On the occasion of this ceremony, Tony Estanguet announced that swimmer Florent Manaudou would be the first bearer of the flame upon his arrival in the Marseille city. “It was obvious to us that the flame would return to France in the hands of an Olympian, one of the most emblematic of his generation,” said Tony Estanguet during his speech, before receiving the flame from hands of Spyros Capralos, president of the Hellenic Olympic Committee.
“How lucky to have one of the most legendary siblings in French sport for this wonderful adventure,” he added, referring to the fact that his older sister, Laure Manaudou, had been the first French torchbearer at Olympia on April 16. The flame is now due to board the three-masted Belem on Saturday to reach Marseille on May 8, where it will begin its journey across France.
The flame will be under high security for its arrival in Marseille, with 6,000 members of the police mobilized. From the Ganteaume military fort, overlooking the Old Port, through which the flame will pass, the Minister of the Interior, Gérald Darmanin, presented a device which, according to him, “never existed” in France’s second city. In fact, counting the agents dependent on the town hall (firefighters, security personnel, municipal police officers, etc.), the workforce will reach 8,500 people and will therefore exceed those deployed in September 2023 for the visit of Pope Francis – a system which had then been described as “out of the norm” and “exceptional”.
Arrival of the flame in Marseille among a thousand boats
Twelve days before an event which aims to be “secure but popular”, in the words of the minister, six units of mobile forces are already deployed in the city for security which will “increase in power” until the arrival of the flame, aboard the three-masted Belem, around 7:45 p.m., Wednesday, May 8.
The objective is to make the Old Port district completely “watertight”, with the mobilization in particular of RAID police officers, deminers, nautical brigades or an anti-drone device. Many plainclothes police officers will also be in the crowd, which could reach 150,000 people, according to estimates. These spectators will have to undergo a pat-down, and the 4,000 boats moored at the Old Port will all be cleared of mines.
Before its entry, the Belem will parade throughout the harbor of Marseille, surrounded by a flotilla of 1,024 boats. These boats registered to accompany the famous sailboat will have all been inspected and “cleared”, access to the sea will be “barriered” and the beaches will be closely monitored, the minister also insisted. If the Marseille corniche will not be pedestrianized, as first envisaged, a part will be “secure” so that “everyone can see the flame as best as possible”, promised the mayor of Marseille (various left), Benoît Payan. For the hypothesis where the wind would be greater than 25 knots and would prevent the Belem from entering the Old Port, Mr. Darmanin assured that there would be “an alternative”.

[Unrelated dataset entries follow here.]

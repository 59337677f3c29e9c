use crate::error::{AlgoError, AlgoResult};

/// Length of the shortest contiguous window whose sum is at least `target`.
///
/// Two pointers walk forward only: `right` grows the window one element at
/// a time, and whenever the sum reaches `target` the length is recorded and
/// `left` shrinks the window until the sum drops below `target` again.
///
/// Returns `Ok(None)` when no window qualifies.
///
/// # Errors
/// [`AlgoError::InvalidArgument`] if any element is negative; the shrink
/// step relies on sums growing monotonically with the window.
///
/// # Test Cases
/// - min_length_at_least([2, 3, 1, 2, 4, 3], 7) = Some(2)
/// - min_length_at_least([1, 1, 1], 10) = None
pub fn min_length_at_least(arr: &[i64], target: i64) -> AlgoResult<Option<usize>> {
    if let Some(pos) = arr.iter().position(|&v| v < 0) {
        return Err(AlgoError::invalid(
            "sequence",
            format!("negative element {} at index {}", arr[pos], pos),
        ));
    }

    let target = target as i128;
    let mut best: Option<usize> = None;
    let mut sum: i128 = 0;
    let mut left = 0usize;

    for (right, &value) in arr.iter().enumerate() {
        sum += value as i128;

        while left <= right && sum >= target {
            let len = right - left + 1;
            best = Some(best.map_or(len, |b| b.min(len)));
            sum -= arr[left] as i128;
            left += 1;
        }
    }

    Ok(best)
}
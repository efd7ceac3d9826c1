use crate::foundation::{
    core::{Canvas, Point},
    error::WeaveResult,
};

/// A rendered canvas as RGBA8 pixels.
#[derive(Clone, Debug)]
pub struct FrameRGBA {
    pub width: u32,
    pub height: u32,
    /// RGBA8 bytes, tightly packed, row-major.
    pub data: Vec<u8>,
    pub premultiplied: bool,
}

impl FrameRGBA {
    /// Convert premultiplied pixels to straight alpha, as image encoders expect.
    pub fn into_straight(mut self) -> Self {
        if self.premultiplied {
            for px in self.data.chunks_exact_mut(4) {
                let a = u16::from(px[3]);
                if a == 0 {
                    px[..3].fill(0);
                    continue;
                }
                for c in &mut px[..3] {
                    let v = (u16::from(*c) * 255 + a / 2) / a;
                    *c = v.min(255) as u8;
                }
            }
            self.premultiplied = false;
        }
        self
    }
}

/// Drawing surface the frame renderer talks to.
///
/// Transform calls compose in the order issued, in the local frame (the same model as a canvas
/// `rotate`/`translate` stack). Lines are given in local coordinates.
pub trait GraphicsBackend {
    /// Called once by the driver before any frame.
    fn init_canvas(&mut self, canvas: Canvas) -> WeaveResult<()>;

    fn set_background(&mut self, gray: u8) -> WeaveResult<()>;

    fn reset_transform(&mut self);

    fn translate(&mut self, dx: f64, dy: f64);

    fn rotate(&mut self, radians: f64);

    /// Straight RGBA stroke color; channels may overshoot `[0, 255]` slightly.
    fn set_stroke(&mut self, r: f64, g: f64, b: f64, alpha: f64);

    fn set_stroke_weight(&mut self, px: f64);

    fn draw_line(&mut self, from: Point, to: Point) -> WeaveResult<()>;

    /// Called once after every frame's commands have been issued.
    fn end_frame(&mut self) -> WeaveResult<()> {
        Ok(())
    }

    /// Ask the driver to stop after the current frame.
    fn request_stop(&mut self);

    fn stop_requested(&self) -> bool;
}

#[cfg(test)]
#[path = "../../tests/unit/render/backend.rs"]
mod tests;
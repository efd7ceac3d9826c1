use crate::{
    foundation::core::{Canvas, Point, Vec2},
    foundation::error::{WeaveError, WeaveResult},
    render::{backend::GraphicsBackend, plan::DrawCommand, transform::TransformState},
};

/// A call received by [`RecordingBackend`].
#[derive(Clone, Copy, Debug, PartialEq, serde::Serialize)]
#[serde(tag = "call", rename_all = "snake_case")]
pub enum BackendCall {
    InitCanvas { canvas: Canvas },
    SetBackground { gray: u8 },
    Draw { command: DrawCommand },
    EndFrame,
    RequestStop,
}

/// A line mapped to canvas space, with the stroke state active when it was drawn.
#[derive(Clone, Copy, Debug, PartialEq)]
pub struct PlacedLine {
    pub from: Point,
    pub to: Point,
    pub rgba: [f64; 4],
    pub weight: f64,
}

/// Backend that draws nothing and remembers everything.
#[derive(Clone, Debug, Default)]
pub struct RecordingBackend {
    calls: Vec<BackendCall>,
    lines: Vec<PlacedLine>,
    canvas: Option<Canvas>,
    transform: TransformState,
    stroke: [f64; 4],
    weight: f64,
    stopped: bool,
}

impl RecordingBackend {
    pub fn new() -> Self {
        Self::default()
    }

    pub fn calls(&self) -> &[BackendCall] {
        &self.calls
    }

    pub fn lines(&self) -> &[PlacedLine] {
        &self.lines
    }

    /// Recorded draw commands, without canvas setup and stop calls.
    pub fn commands(&self) -> impl Iterator<Item = &DrawCommand> {
        self.calls.iter().filter_map(|c| match c {
            BackendCall::Draw { command } => Some(command),
            _ => None,
        })
    }

    pub fn clear(&mut self) {
        self.calls.clear();
        self.lines.clear();
    }

    fn push(&mut self, command: DrawCommand) {
        self.calls.push(BackendCall::Draw { command });
    }
}

impl GraphicsBackend for RecordingBackend {
    fn init_canvas(&mut self, canvas: Canvas) -> WeaveResult<()> {
        self.canvas = Some(Canvas::new(canvas.width, canvas.height)?);
        self.calls.push(BackendCall::InitCanvas { canvas });
        Ok(())
    }

    fn set_background(&mut self, gray: u8) -> WeaveResult<()> {
        if self.canvas.is_none() {
            return Err(WeaveError::render("set_background before init_canvas"));
        }
        self.calls.push(BackendCall::SetBackground { gray });
        Ok(())
    }

    fn reset_transform(&mut self) {
        self.transform.reset();
        self.push(DrawCommand::ResetTransform);
    }

    fn translate(&mut self, dx: f64, dy: f64) {
        let by = Vec2::new(dx, dy);
        self.transform.translate(by);
        self.push(DrawCommand::Translate { by });
    }

    fn rotate(&mut self, radians: f64) {
        self.transform.rotate(radians);
        self.push(DrawCommand::Rotate { radians });
    }

    fn set_stroke(&mut self, r: f64, g: f64, b: f64, alpha: f64) {
        self.stroke = [r, g, b, alpha];
        self.push(DrawCommand::SetStroke { r, g, b, alpha });
    }

    fn set_stroke_weight(&mut self, px: f64) {
        self.weight = px;
        self.push(DrawCommand::SetStrokeWeight { px });
    }

    fn draw_line(&mut self, from: Point, to: Point) -> WeaveResult<()> {
        self.lines.push(PlacedLine {
            from: self.transform.apply(from),
            to: self.transform.apply(to),
            rgba: self.stroke,
            weight: self.weight,
        });
        self.push(DrawCommand::DrawLine { from, to });
        Ok(())
    }

    fn end_frame(&mut self) -> WeaveResult<()> {
        self.calls.push(BackendCall::EndFrame);
        Ok(())
    }

    fn request_stop(&mut self) {
        self.stopped = true;
        self.calls.push(BackendCall::RequestStop);
    }

    fn stop_requested(&self) -> bool {
        self.stopped
    }
}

Then, on May 9, the flame will begin its journey in France with a stroll through Marseille, which will begin with the Notre-Dame de la Garde basilica to pass through the city of Castellane, the native district of Zinédine Zidane, and end with the The emblematic Stade-Vélodrome. She will then cross the country, via the Antilles and French Polynesia, and arrive in Paris on the day of the opening ceremony of the Games, July 26. The Olympics will be held until August 11, in a tense international climate marked in particular by the conflicts in Ukraine and the Middle East.